Horn defeated Steve Russell, a Republican incumbent that voted with Trump, over 93 percent of the time.
Max Rose defeating Dan Donovan, New York’s 11th congressional district
- Pre-election odds: 4 in 5 for Donovan – Likely R
- Predicted margin: R+5.2%
- Actual margin: D+6.0%
- Polling error: 11.2%
In a way, it was only a matter of time before Republicans lost their grip on New York’s 11th, which encompasses all of New York City’s Staten Island and parts of south Brooklyn. A sign of a deepening trend across the U.S., this was the last all-urban district (as defined by CityLab) held by the GOP in the entire country.
Even though Trump carried this district by nearly 10 points in 2016, Democrat Max Rose defeated Republican incumbent and Staten Island native Dan Donovan handily. Rose’s win is a particularly stark repudiation of Trump’s agenda given that Donovan voted with the president 87 percent of the time.
Just 32 years old, Rose is a moderate with a military pedigree, which seems to have become a common profile among Democratic victors in traditionally Republican strongholds. Think Mikie Sherrill with a shaved head.
Joe Cunningham defeating Katie Arrington, South Carolina’s 1st congressional district
- Pre-election odds: 11 in 12 for Arrington – Likely R
- Predicted margin: R+8.0%
- Actual margin: D+1.4%
- Polling error: 9.4%
Joe Cunningham’s victory in South Carolina’s 1st is as round a rejection of Donald Trump as they come. The seat is currently held by former South Carolina Governor Mark Sanford. Though Sanford initially endorsed Trump in the 2016 election, he positioned himself early on in Trump’s presidency as one of his few Republican critics in the House. He censured the president for the Muslim travel ban and even told Politico in February 2017 that Trump “represents the antithesis, or the undoing, of everything I thought I knew about politics, preparation and life.”
Trump, as you can imagine, didn’t take too kindly to that. So he threw his weight behind upstart challenger Katie Arrington, a representative in the South Carolina State House and avowed Trump supporter. Arrington beat Sanford in the primary only to lose to her Democratic opponent. Cunningham, a 35-year-old construction law attorney, yoga studio owner, and certified Handsome Young Man™, has a surprisingly progressive platform for a Southern Democrat.
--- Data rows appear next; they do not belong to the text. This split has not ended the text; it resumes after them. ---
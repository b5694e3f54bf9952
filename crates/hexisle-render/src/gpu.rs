//! Device and surface ownership.

use std::sync::Arc;
use winit::window::Window;

#[derive(Debug, thiserror::Error)]
pub enum RenderContextError {
    #[error("no compatible GPU adapter found")]
    NoAdapter,

    #[error("failed to request GPU device: {0}")]
    DeviceRequest(#[from] wgpu::RequestDeviceError),

    #[error("failed to create surface: {0}")]
    SurfaceCreation(#[from] wgpu::CreateSurfaceError),
}

/// Reasons a frame could not be acquired after recovery was attempted.
#[derive(Debug, thiserror::Error, PartialEq, Eq)]
pub enum SurfaceError {
    #[error("surface lost")]
    Lost,

    #[error("out of memory")]
    OutOfMemory,

    /// Skip the frame and try again.
    #[error("timeout")]
    Timeout,
}

pub struct RenderContext {
    pub instance: wgpu::Instance,
    pub adapter: wgpu::Adapter,
    pub device: wgpu::Device,
    pub queue: wgpu::Queue,
    pub surface: wgpu::Surface<'static>,
    pub surface_config: wgpu::SurfaceConfiguration,
    pub surface_format: wgpu::TextureFormat,
}

impl RenderContext {
    pub async fn new(window: Arc<Window>, vsync: bool) -> Result<Self, RenderContextError> {
        let instance = wgpu::Instance::new(&wgpu::InstanceDescriptor {
            backends: wgpu::Backends::all(),
            ..Default::default()
        });

        let size = window.inner_size();
        let surface = instance.create_surface(window)?;

        let adapter = instance
            .request_adapter(&wgpu::RequestAdapterOptions {
                power_preference: wgpu::PowerPreference::HighPerformance,
                compatible_surface: Some(&surface),
                force_fallback_adapter: false,
            })
            .await
            .map_err(|_| RenderContextError::NoAdapter)?;

        let info = adapter.get_info();
        log::info!(
            "Selected GPU: {} ({:?}, {:?})",
            info.name,
            info.backend,
            info.device_type
        );

        let (device, queue) = adapter
            .request_device(&wgpu::DeviceDescriptor {
                label: Some("hexisle-device"),
                required_features: wgpu::Features::empty(),
                required_limits: wgpu::Limits::default(),
                memory_hints: wgpu::MemoryHints::default(),
                experimental_features: wgpu::ExperimentalFeatures::default(),
                trace: wgpu::Trace::Off,
            })
            .await?;

        let caps = surface.get_capabilities(&adapter);
        let surface_format = select_preferred_srgb_format(&caps.formats);
        let present_mode = select_present_mode(vsync, &caps.present_modes);
        let alpha_mode = caps
            .alpha_modes
            .first()
            .copied()
            .unwrap_or(wgpu::CompositeAlphaMode::Auto);
        log::debug!("Surface format {surface_format:?}, present mode {present_mode:?}");

        let surface_config = wgpu::SurfaceConfiguration {
            usage: wgpu::TextureUsages::RENDER_ATTACHMENT,
            format: surface_format,
            width: size.width.max(1),
            height: size.height.max(1),
            present_mode,
            alpha_mode,
            view_formats: vec![],
            desired_maximum_frame_latency: 2,
        };
        surface.configure(&device, &surface_config);

        Ok(Self {
            instance,
            adapter,
            device,
            queue,
            surface,
            surface_config,
            surface_format,
        })
    }

    /// Reconfigures the surface; zero dimensions are clamped to 1.
    pub fn resize(&mut self, width: u32, height: u32) {
        self.surface_config.width = width.max(1);
        self.surface_config.height = height.max(1);
        self.surface.configure(&self.device, &self.surface_config);
    }

    pub fn size(&self) -> (u32, u32) {
        (self.surface_config.width, self.surface_config.height)
    }

    /// Acquires the next frame, reconfiguring once on a lost or outdated surface.
    pub fn get_current_texture(&self) -> Result<wgpu::SurfaceTexture, SurfaceError> {
        match self.surface.get_current_texture() {
            Ok(texture) => Ok(texture),
            Err(wgpu::SurfaceError::Lost | wgpu::SurfaceError::Outdated) => {
                log::warn!("Surface lost or outdated, reconfiguring");
                self.surface.configure(&self.device, &self.surface_config);
                self.surface
                    .get_current_texture()
                    .map_err(|_| SurfaceError::Lost)
            }
            Err(wgpu::SurfaceError::OutOfMemory) => Err(SurfaceError::OutOfMemory),
            Err(wgpu::SurfaceError::Timeout) => Err(SurfaceError::Timeout),
            Err(wgpu::SurfaceError::Other) => {
                log::error!("Unknown surface error");
                Err(SurfaceError::Lost)
            }
        }
    }
}

pub fn init_render_context_blocking(
    window: Arc<Window>,
    vsync: bool,
) -> Result<RenderContext, RenderContextError> {
    pollster::block_on(RenderContext::new(window, vsync))
}

/// Prefers `Bgra8UnormSrgb`, then `Rgba8UnormSrgb`, then any sRGB format.
/// The shader writes linear colour and relies on the surface to encode it.
pub fn select_preferred_srgb_format(formats: &[wgpu::TextureFormat]) -> wgpu::TextureFormat {
    [
        wgpu::TextureFormat::Bgra8UnormSrgb,
        wgpu::TextureFormat::Rgba8UnormSrgb,
    ]
    .into_iter()
    .find(|f| formats.contains(f))
    .or_else(|| formats.iter().copied().find(|f| f.is_srgb()))
    .or_else(|| formats.first().copied())
    .unwrap_or(wgpu::TextureFormat::Bgra8UnormSrgb)
}

fn select_present_mode(vsync: bool, modes: &[wgpu::PresentMode]) -> wgpu::PresentMode {
    let wanted: &[wgpu::PresentMode] = if vsync {
        &[wgpu::PresentMode::Fifo]
    } else {
        &[wgpu::PresentMode::Mailbox, wgpu::PresentMode::Immediate]
    };
    wanted
        .iter()
        .copied()
        .find(|m| modes.contains(m))
        .unwrap_or(wgpu::PresentMode::Fifo)
}

#[cfg(test)]
mod tests {
    use super::*;

    #[test]
    fn test_prefers_bgra_srgb() {
        let formats = [
            wgpu::TextureFormat::Rgba8UnormSrgb,
            wgpu::TextureFormat::Bgra8UnormSrgb,
        ];
        assert_eq!(
            select_preferred_srgb_format(&formats),
            wgpu::TextureFormat::Bgra8UnormSrgb
        );
    }

    #[test]
    fn test_falls_back_to_rgba_srgb() {
        let formats = [
            wgpu::TextureFormat::Bgra8Unorm,
            wgpu::TextureFormat::Rgba8UnormSrgb,
        ];
        assert_eq!(
            select_preferred_srgb_format(&formats),
            wgpu::TextureFormat::Rgba8UnormSrgb
        );
    }

    #[test]
    fn test_non_srgb_surface_uses_first_format() {
        let formats = [wgpu::TextureFormat::Rgba16Float, wgpu::TextureFormat::Bgra8Unorm];
        assert_eq!(
            select_preferred_srgb_format(&formats),
            wgpu::TextureFormat::Rgba16Float
        );
    }

    #[test]
    fn test_empty_format_list_does_not_panic() {
        assert_eq!(
            select_preferred_srgb_format(&[]),
            wgpu::TextureFormat::Bgra8UnormSrgb
        );
    }

    #[test]
    fn test_vsync_uses_fifo() {
        let modes = [wgpu::PresentMode::Mailbox, wgpu::PresentMode::Fifo];
        assert_eq!(select_present_mode(true, &modes), wgpu::PresentMode::Fifo);
    }

    #[test]
    fn test_no_vsync_prefers_mailbox_then_immediate() {
        let modes = [wgpu::PresentMode::Immediate, wgpu::PresentMode::Fifo];
        assert_eq!(
            select_present_mode(false, &modes),
            wgpu::PresentMode::Immediate
        );
        assert_eq!(
            select_present_mode(false, &[wgpu::PresentMode::Fifo]),
            wgpu::PresentMode::Fifo
        );
    }
}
He supports gun control, equal pay for women, and fighting climate change, and is against offshore drilling.
* Forecasts are based on FiveThirtyEight’s Deluxe model. In addition to raw polling data, the deluxe model also incorporates expert ratings such as those from Cook Political Report and “fundamentals” such as partisan lean and fundraising numbers.
** Election results are based on New York Times reporting. This number does not include races that were rated as toss-ups by FiveThirtyEight, and there are still several races that have yet to be called.